2012/5/14アメリカ合衆国におけるキャリア開発の視察団に参加して(3)
<孫とクリントン―アメリカ人のこころの面白さ>
トリノオリンピックに、スピードスケートのメンタルコーチとして参加したときのことです。私は日本電産サンキョーのスケート部に所属しています。トリノオリンピックでは、世界記録を持つ加藤条治選手を始め、メダルを狙える選手が複数いましたので、ずいぶんと期待してトリノに乗り込みました。結果はだれもメダルがとれず、惨敗しました。そのとき男子500メートルで金メダルをとったのが、アメリカのジョーイ・チーク選手でした。ジョーイ・チークはオリンピックの直前に500メートルでめきめき力をつけてきていましたが、私たちの意識ではノーマークに近い選手でした。そのジョーイがふたを開けたら金メダル。彼は1000メートルでも、シャーニー・デイビスと死闘を演じ、銀メダル。アメリカ人の本番での強さを思い知らされました。なぜアメリカ人は本番に強いのか?という疑問をずっと抱き続けました。(もちろん、アメリカ選手のなかにも、本番で力を発揮できない選手もいます。しかし、日本人と比較すると、本番での集中力と闘争心には差があるように思います)そのとき、疑問をとくきっかけをつくってくれたのが、私の孫です。

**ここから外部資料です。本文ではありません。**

use super::{format_coordinate, Point};
use serde::Serialize;
use std::f64::consts::{FRAC_PI_2, PI, TAU};

/// Twelve o'clock, with 0 pointing right and angles growing clockwise.
pub const START_ANGLE: f64 = -FRAC_PI_2;

#[derive(Debug, Clone, PartialEq, thiserror::Error)]
pub enum SliceError {
    #[error("cannot derive proportions from a non-positive total ({total})")]
    NonPositiveTotal { total: f64 },
    #[error("slice '{label}' has an invalid magnitude ({magnitude})")]
    InvalidMagnitude { label: String, magnitude: f64 },
}

#[derive(Debug, Clone, PartialEq, Serialize)]
pub struct PieSlice {
    pub label: String,
    pub start_angle: f64,
    pub end_angle: f64,
    pub large_arc: bool,
    /// Fraction of the total, in `[0, 1]`.
    pub share: f64,
}

impl PieSlice {
    pub fn span(&self) -> f64 {
        self.end_angle - self.start_angle
    }

    pub fn large_arc_flag(&self) -> u8 {
        u8::from(self.large_arc)
    }

    pub fn start_point(&self, center: Point, radius: f64) -> Point {
        polar(center, radius, self.start_angle)
    }

    pub fn end_point(&self, center: Point, radius: f64) -> Point {
        polar(center, radius, self.end_angle)
    }

    /// Wedge path from the center out to the arc and back.
    pub fn arc_path(&self, center: Point, radius: f64, precision: Option<usize>) -> String {
        let start = self.start_point(center, radius);
        let end = self.end_point(center, radius);
        let fmt = |value: f64| format_coordinate(value, precision);

        format!(
            "M {} {} L {} {} A {} {} 0 {} 1 {} {} Z",
            fmt(center.x),
            fmt(center.y),
            fmt(start.x),
            fmt(start.y),
            fmt(radius),
            fmt(radius),
            self.large_arc_flag(),
            fmt(end.x),
            fmt(end.y),
        )
    }
}

fn polar(center: Point, radius: f64, angle: f64) -> Point {
    Point::new(
        center.x + radius * angle.cos(),
        center.y + radius * angle.sin(),
    )
}

/// Splits the full circle into contiguous arcs proportional to each magnitude.
///
/// Slices keep input order. Each one starts exactly where the previous ended
/// and the last one closes the circle at `START_ANGLE + TAU`.
pub fn slice<S>(values: &[(S, f64)]) -> Result<Vec<PieSlice>, SliceError>
where
    S: AsRef<str>,
{
    for (label, magnitude) in values {
        if !magnitude.is_finite() || *magnitude < 0.0 {
            return Err(SliceError::InvalidMagnitude {
                label: label.as_ref().to_string(),
                magnitude: *magnitude,
            });
        }
    }

    let total: f64 = values.iter().map(|(_, magnitude)| magnitude).sum();
    if total <= 0.0 {
        return Err(SliceError::NonPositiveTotal { total });
    }

    let closing_angle = START_ANGLE + TAU;
    let last = values.len() - 1;
    let mut cumulative = START_ANGLE;
    let mut slices = Vec::with_capacity(values.len());

    for (index, (label, magnitude)) in values.iter().enumerate() {
        let span = magnitude / total * TAU;
        let start_angle = cumulative;
        let end_angle = if index == last {
            closing_angle
        } else {
            cumulative + span
        };
        cumulative = end_angle;

        slices.push(PieSlice {
            label: label.as_ref().to_string(),
            start_angle,
            end_angle,
            large_arc: span > PI,
            share: magnitude / total,
        });
    }

    Ok(slices)
}

#[cfg(test)]
mod tests {
    use super::*;

    fn assert_close(actual: f64, expected: f64) {
        assert!(
            (actual - expected).abs() < 1e-9,
            "expected {expected}, got {actual}"
        );
    }

    #[test]
    fn rejects_zero_total() {
        let error = slice(&[("a", 0.0), ("b", 0.0)]).expect_err("zero total rejected");
        assert_eq!(error, SliceError::NonPositiveTotal { total: 0.0 });
    }

    #[test]
    fn rejects_empty_input() {
        let values: [(&str, f64); 0] = [];
        assert!(matches!(
            slice(&values),
            Err(SliceError::NonPositiveTotal { .. })
        ));
    }

    #[test]
    fn rejects_negative_and_nan_magnitudes() {
        assert!(matches!(
            slice(&[("a", 5.0), ("b", -1.0)]),
            Err(SliceError::InvalidMagnitude { ref label, .. }) if label == "b"
        ));
        assert!(matches!(
            slice(&[("a", f64::NAN)]),
            Err(SliceError::InvalidMagnitude { .. })
        ));
    }

    #[test]
    fn single_slice_covers_full_circle() {
        let slices = slice(&[("only", 3.0)]).expect("slices");
        assert_eq!(slices.len(), 1);
        assert_eq!(slices[0].start_angle, START_ANGLE);
        assert_eq!(slices[0].end_angle, START_ANGLE + TAU);
        assert!(slices[0].large_arc);
        assert_eq!(slices[0].share, 1.0);
    }

    #[test]
    fn quarters_start_at_twelve_o_clock() {
        let slices = slice(&[("a", 1.0), ("b", 1.0), ("c", 1.0), ("d", 1.0)]).expect("slices");
        assert_close(slices[0].start_angle, -FRAC_PI_2);
        assert_close(slices[0].end_angle, 0.0);
        assert_close(slices[1].end_angle, FRAC_PI_2);
        assert_close(slices[2].end_angle, PI);
        assert!(slices.iter().all(|slice| !slice.large_arc));
    }

    #[test]
    fn large_arc_only_past_half_circle() {
        let slices = slice(&[("big", 3.0), ("small", 1.0)]).expect("slices");
        assert!(slices[0].large_arc);
        assert!(!slices[1].large_arc);

        let halves = slice(&[("left", 1.0), ("right", 1.0)]).expect("slices");
        assert!(halves.iter().all(|slice| !slice.large_arc));
    }

    #[test]
    fn zero_magnitude_slices_are_kept_in_place() {
        let slices = slice(&[("a", 2.0), ("none", 0.0), ("b", 2.0)]).expect("slices");
        assert_eq!(slices[1].span(), 0.0);
        assert_eq!(slices[1].start_angle, slices[0].end_angle);
        assert_eq!(slices[2].start_angle, slices[1].end_angle);
    }

    #[test]
    fn arc_path_traces_the_wedge() {
        let slices = slice(&[("a", 1.0), ("b", 3.0)]).expect("slices");
        let center = Point::new(80.0, 80.0);
        assert_eq!(
            slices[0].arc_path(center, 80.0, Some(2)),
            "M 80.00 80.00 L 80.00 0.00 A 80.00 80.00 0 0 1 160.00 80.00 Z"
        );
        assert!(slices[1]
            .arc_path(center, 80.0, Some(2))
            .contains("A 80.00 80.00 0 1 1"));
    }
}
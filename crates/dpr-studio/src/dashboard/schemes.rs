use super::whole_percent;
use crate::datasets::Scheme;
use crate::scoring::{focus_areas, rank_schemes, SchemeMatch};
use serde::Serialize;
use tracing::debug;

/// Readiness the matcher opens with before the entrepreneur moves the slider.
pub const DEFAULT_READINESS: f64 = 0.62;

pub fn default_focus() -> Vec<String> {
    vec!["Working Capital".to_string()]
}

#[derive(Debug, Clone, PartialEq, Eq, Serialize)]
pub struct FocusChip {
    pub label: String,
    pub selected: bool,
}

/// One ranked scheme with its display strings.
#[derive(Debug, Clone, Serialize)]
pub struct SchemeCard {
    pub name: String,
    pub headline: String,
    pub fit_score: f64,
    pub fit_pct: u32,
    pub focus: Vec<String>,
    pub rate: String,
    pub subsidy: String,
    pub min_score: String,
    pub eligibility: String,
    pub digital_touchpoints: Vec<String>,
}

impl From<&SchemeMatch<'_>> for SchemeCard {
    fn from(matched: &SchemeMatch<'_>) -> Self {
        let scheme = matched.scheme;
        Self {
            name: scheme.name.clone(),
            headline: format!(
                "{} - Ticket INR {}L - INR {}L",
                scheme.owner, scheme.ticket_size.min, scheme.ticket_size.max
            ),
            fit_score: matched.score,
            fit_pct: whole_percent(matched.score),
            focus: scheme.focus.clone(),
            rate: format!("{:.2}% p.a.", scheme.interest_rate),
            subsidy: format!("{}% capital grant", whole_percent(scheme.subsidy)),
            min_score: format!("{}%", whole_percent(scheme.min_score)),
            eligibility: scheme.eligibility.join("; "),
            digital_touchpoints: scheme.digital_touchpoints.clone(),
        }
    }
}

#[derive(Debug, Clone, Serialize)]
pub struct SchemeMatcherView {
    pub readiness_score: f64,
    pub readiness_pct: u32,
    pub focus_chips: Vec<FocusChip>,
    pub matches: Vec<SchemeCard>,
}

impl SchemeMatcherView {
    pub fn build<S>(catalog: &[Scheme], selected_focus: &[S], readiness_score: f64) -> Self
    where
        S: AsRef<str>,
    {
        let focus_chips = focus_areas(catalog)
            .into_iter()
            .map(|label| FocusChip {
                selected: selected_focus
                    .iter()
                    .any(|selected| selected.as_ref() == label),
                label,
            })
            .collect();

        let matches: Vec<SchemeCard> = rank_schemes(catalog, selected_focus, readiness_score)
            .iter()
            .map(SchemeCard::from)
            .collect();

        debug!(
            catalog = catalog.len(),
            selected = selected_focus.len(),
            matched = matches.len(),
            readiness_score,
            "built scheme matcher view"
        );

        Self {
            readiness_score,
            readiness_pct: whole_percent(readiness_score),
            focus_chips,
            matches,
        }
    }

    /// Matcher state before any interaction.
    pub fn initial(catalog: &[Scheme]) -> Self {
        Self::build(catalog, &default_focus(), DEFAULT_READINESS)
    }
}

私の孫は、アメリカ生まれで、10歳のころまでアメリカで暮らしていました。外見は完全な日本人ですが、こころの仕組みは、アメリカ人的です。どんなときでも、自分はすばらしいと思っています。ぼくと話をしていても、自分がどんなに素晴らしいことをしているかについて話をしてくれます。(最近は思春期に入って、少し日本人的になったのか、控え目になっていますが)わたしはそんな孫が大好きなのですが、ときおり、彼女のポジティブ・シンキングぶりに、「ちょっと行き過ぎではないか」と思う事もあります。アメリカの学校を見学したとき、自分のすばらしさや自分なりの意見をみんなの前で発表することが奨励されていました。アメリカ人の本番での強さは、自分の素晴らしさを表現し、それを信じているこころの仕組みにあるのではないか、と思うようになりました。(もちろん、すべてのアメリカ人が、自分のすばらしさを信じているわけではありません。しかし、スポーツでも、ビジネスでも、一流の領域にいる人たちは、平均すれば、日本人よりもポジティブに自分のすばらしさを表現します)オリンピックの晴れ舞台で、自分の素晴らしさを信じている選手と、自分のいたらなさに反省しきりの選手では、力の出方が違うと思います。
ここでやっとクリントンです。アーカンソー州の州都リトルロックに、クリントン記念館があります。日本生産性本部のキャリア視察団も、その記念館に行きました。たいへん立派な建物です、3階までは、クリントン大統領の業績を示す写真、映像、記念となる物が展示してあります。驚いたことに、一番上の階は、ペントハウスで、クリントン夫妻の住まいになっています。
自分の業績を誇らしげに展示してある建物の上に居を定めるという考え方にはとても興味を持ちました。私がクリントンのように出世して、大きな業績をあげても、記念館を生前につくるという発想がうまれるだろうか、さらに、その階上に住もうと思うだろうかと、考えました。答は、私の場合、「ノー」でした。たとえば、西郷隆盛が故郷に帰って、私学校の校庭に、西郷記念館を建てて、その上で住んでいる姿を想像することは難しいです。一般的な日本人には、悪いことをしているわけではないと頭ではわかりますが、何か抵抗があるのではないでしょうか。クリントンのような発想に対してどう思うかについて、日米比較調査をすれば、とても興味深い結果が得られると思います。
ジョーイ・チーク、私の孫、クリントンに共通するところは、自分の素晴らしさを誇らしげに表現することです。ジョーイ・チークは金メダルをとったあと、賞金全額を世界の飢えに苦しむ子どもたちのために寄付をし、スケート選手から政治家への道を歩み始めました。すごいと思いますし、孫もそのような生き方をしてほしいです。。